- _Saved entries_:
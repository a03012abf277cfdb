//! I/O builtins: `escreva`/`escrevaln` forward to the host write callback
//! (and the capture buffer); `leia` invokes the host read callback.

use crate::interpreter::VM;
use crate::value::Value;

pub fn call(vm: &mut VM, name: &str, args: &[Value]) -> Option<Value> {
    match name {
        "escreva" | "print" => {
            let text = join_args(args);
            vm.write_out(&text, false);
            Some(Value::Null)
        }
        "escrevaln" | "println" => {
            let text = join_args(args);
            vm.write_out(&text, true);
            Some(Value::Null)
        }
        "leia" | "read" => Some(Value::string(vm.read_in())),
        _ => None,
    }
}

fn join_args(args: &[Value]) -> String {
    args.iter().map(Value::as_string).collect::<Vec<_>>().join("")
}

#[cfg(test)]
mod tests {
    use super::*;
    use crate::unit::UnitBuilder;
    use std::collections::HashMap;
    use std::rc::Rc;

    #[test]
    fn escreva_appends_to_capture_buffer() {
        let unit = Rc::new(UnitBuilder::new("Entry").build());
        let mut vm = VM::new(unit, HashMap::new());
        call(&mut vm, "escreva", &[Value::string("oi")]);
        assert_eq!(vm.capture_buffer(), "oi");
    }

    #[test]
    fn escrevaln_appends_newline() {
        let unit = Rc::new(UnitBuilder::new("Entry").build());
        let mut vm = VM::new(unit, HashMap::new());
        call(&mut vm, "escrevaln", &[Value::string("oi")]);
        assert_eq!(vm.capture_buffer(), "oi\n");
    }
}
...
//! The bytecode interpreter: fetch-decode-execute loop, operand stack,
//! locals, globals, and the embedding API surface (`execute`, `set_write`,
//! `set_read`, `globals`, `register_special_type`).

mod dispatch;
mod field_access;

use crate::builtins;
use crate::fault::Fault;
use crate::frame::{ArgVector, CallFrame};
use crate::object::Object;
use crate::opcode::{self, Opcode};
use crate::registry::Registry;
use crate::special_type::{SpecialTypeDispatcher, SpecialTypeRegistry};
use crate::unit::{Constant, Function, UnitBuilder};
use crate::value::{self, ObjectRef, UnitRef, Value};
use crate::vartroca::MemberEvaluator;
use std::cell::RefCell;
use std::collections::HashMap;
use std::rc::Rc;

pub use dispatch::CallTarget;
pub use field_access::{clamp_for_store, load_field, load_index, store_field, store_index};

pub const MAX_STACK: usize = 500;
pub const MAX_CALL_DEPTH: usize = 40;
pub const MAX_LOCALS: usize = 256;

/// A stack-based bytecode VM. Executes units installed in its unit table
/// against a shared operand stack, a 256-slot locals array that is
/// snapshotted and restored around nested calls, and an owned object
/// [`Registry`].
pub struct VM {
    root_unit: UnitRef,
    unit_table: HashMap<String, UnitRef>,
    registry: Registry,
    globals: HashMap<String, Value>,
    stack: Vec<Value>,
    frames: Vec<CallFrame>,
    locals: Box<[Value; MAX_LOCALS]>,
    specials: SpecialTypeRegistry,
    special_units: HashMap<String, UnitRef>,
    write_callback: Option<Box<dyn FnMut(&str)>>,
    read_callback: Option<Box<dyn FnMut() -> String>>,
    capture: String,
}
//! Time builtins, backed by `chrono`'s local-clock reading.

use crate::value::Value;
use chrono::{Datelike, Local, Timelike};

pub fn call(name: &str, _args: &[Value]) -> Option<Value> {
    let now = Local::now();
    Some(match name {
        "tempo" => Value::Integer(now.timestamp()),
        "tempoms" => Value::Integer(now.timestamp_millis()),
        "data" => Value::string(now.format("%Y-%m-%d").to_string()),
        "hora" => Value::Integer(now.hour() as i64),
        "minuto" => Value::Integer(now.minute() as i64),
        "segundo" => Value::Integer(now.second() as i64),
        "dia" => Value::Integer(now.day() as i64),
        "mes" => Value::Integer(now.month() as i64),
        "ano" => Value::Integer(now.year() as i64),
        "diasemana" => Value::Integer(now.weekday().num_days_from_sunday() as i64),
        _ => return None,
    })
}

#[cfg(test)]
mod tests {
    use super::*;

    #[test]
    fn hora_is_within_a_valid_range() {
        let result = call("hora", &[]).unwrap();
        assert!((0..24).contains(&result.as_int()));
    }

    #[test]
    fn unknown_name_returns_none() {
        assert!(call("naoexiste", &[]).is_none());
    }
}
---
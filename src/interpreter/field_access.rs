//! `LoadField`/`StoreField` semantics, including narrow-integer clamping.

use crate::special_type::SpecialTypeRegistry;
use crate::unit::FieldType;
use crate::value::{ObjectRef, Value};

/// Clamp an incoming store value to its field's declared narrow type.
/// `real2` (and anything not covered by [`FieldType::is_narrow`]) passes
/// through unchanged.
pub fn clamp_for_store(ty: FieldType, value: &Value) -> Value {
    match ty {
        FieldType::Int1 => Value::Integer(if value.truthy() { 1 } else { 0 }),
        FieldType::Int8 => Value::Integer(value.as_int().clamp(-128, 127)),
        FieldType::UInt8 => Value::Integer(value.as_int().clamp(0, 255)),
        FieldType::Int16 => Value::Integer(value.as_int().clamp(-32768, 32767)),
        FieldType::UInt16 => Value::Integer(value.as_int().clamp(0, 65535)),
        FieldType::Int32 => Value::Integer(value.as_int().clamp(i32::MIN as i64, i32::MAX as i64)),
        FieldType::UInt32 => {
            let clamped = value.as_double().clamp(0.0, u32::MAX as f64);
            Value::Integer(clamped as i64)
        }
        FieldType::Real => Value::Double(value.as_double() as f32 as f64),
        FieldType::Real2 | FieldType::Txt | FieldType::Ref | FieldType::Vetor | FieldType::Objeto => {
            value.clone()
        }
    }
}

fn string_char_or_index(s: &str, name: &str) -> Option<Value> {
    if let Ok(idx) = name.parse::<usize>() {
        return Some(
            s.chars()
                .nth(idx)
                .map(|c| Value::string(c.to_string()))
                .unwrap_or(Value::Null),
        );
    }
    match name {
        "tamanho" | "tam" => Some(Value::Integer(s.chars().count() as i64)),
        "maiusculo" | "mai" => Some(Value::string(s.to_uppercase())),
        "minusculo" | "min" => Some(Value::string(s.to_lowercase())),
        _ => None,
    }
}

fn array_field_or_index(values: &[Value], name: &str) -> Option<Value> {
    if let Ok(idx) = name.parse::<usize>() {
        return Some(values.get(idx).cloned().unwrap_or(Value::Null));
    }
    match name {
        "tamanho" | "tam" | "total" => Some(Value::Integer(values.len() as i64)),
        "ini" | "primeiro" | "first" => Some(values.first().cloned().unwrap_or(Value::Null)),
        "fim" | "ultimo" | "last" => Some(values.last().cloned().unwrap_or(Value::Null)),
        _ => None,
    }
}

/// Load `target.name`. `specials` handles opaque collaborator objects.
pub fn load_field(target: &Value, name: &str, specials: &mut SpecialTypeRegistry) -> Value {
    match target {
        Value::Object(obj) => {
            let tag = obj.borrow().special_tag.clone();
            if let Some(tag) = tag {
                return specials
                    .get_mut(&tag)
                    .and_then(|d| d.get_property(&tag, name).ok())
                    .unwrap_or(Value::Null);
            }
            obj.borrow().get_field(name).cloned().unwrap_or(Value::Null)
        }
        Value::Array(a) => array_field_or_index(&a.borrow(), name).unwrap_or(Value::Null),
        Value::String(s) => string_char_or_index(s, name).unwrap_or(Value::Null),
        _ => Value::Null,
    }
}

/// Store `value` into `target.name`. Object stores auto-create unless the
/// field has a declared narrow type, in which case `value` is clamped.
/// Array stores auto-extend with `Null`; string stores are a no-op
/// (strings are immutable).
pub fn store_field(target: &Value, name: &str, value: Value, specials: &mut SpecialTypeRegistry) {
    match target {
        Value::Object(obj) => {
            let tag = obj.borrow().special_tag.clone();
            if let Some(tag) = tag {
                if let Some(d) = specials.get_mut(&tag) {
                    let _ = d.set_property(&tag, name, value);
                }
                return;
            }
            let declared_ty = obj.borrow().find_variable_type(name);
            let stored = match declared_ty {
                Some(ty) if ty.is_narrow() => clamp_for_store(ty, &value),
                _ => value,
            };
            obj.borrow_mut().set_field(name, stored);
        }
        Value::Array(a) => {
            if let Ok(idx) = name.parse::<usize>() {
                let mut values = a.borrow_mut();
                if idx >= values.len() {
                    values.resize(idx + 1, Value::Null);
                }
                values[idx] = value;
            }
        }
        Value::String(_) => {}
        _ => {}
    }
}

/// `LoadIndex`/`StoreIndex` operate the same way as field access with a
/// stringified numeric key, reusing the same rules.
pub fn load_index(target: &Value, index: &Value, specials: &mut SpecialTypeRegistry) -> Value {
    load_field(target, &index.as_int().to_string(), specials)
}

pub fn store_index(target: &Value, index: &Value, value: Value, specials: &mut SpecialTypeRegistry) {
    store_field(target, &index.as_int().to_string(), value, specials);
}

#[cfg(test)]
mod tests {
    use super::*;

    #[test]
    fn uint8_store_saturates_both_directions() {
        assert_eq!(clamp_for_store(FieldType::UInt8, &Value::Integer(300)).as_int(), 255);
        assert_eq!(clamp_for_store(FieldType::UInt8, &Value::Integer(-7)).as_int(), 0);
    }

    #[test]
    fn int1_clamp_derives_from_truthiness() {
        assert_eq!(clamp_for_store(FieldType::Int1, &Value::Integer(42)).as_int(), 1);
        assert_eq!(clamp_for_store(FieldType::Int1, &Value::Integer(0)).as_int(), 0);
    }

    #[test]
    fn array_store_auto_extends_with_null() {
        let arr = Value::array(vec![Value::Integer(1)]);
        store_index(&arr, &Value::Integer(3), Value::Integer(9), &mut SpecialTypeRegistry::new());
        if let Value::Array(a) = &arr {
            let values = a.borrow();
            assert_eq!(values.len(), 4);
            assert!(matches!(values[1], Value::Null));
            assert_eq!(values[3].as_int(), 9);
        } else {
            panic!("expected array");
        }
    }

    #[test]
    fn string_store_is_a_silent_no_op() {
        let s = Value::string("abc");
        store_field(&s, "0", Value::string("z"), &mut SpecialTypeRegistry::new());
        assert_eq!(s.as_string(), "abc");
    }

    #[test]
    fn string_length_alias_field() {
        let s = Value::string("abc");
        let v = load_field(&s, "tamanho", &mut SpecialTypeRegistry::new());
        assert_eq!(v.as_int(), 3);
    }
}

- _EXERCISE PROMPT_: Could you give the number of lines in the data above that contain the string "chars", with no other words?

- _REPLY_: 2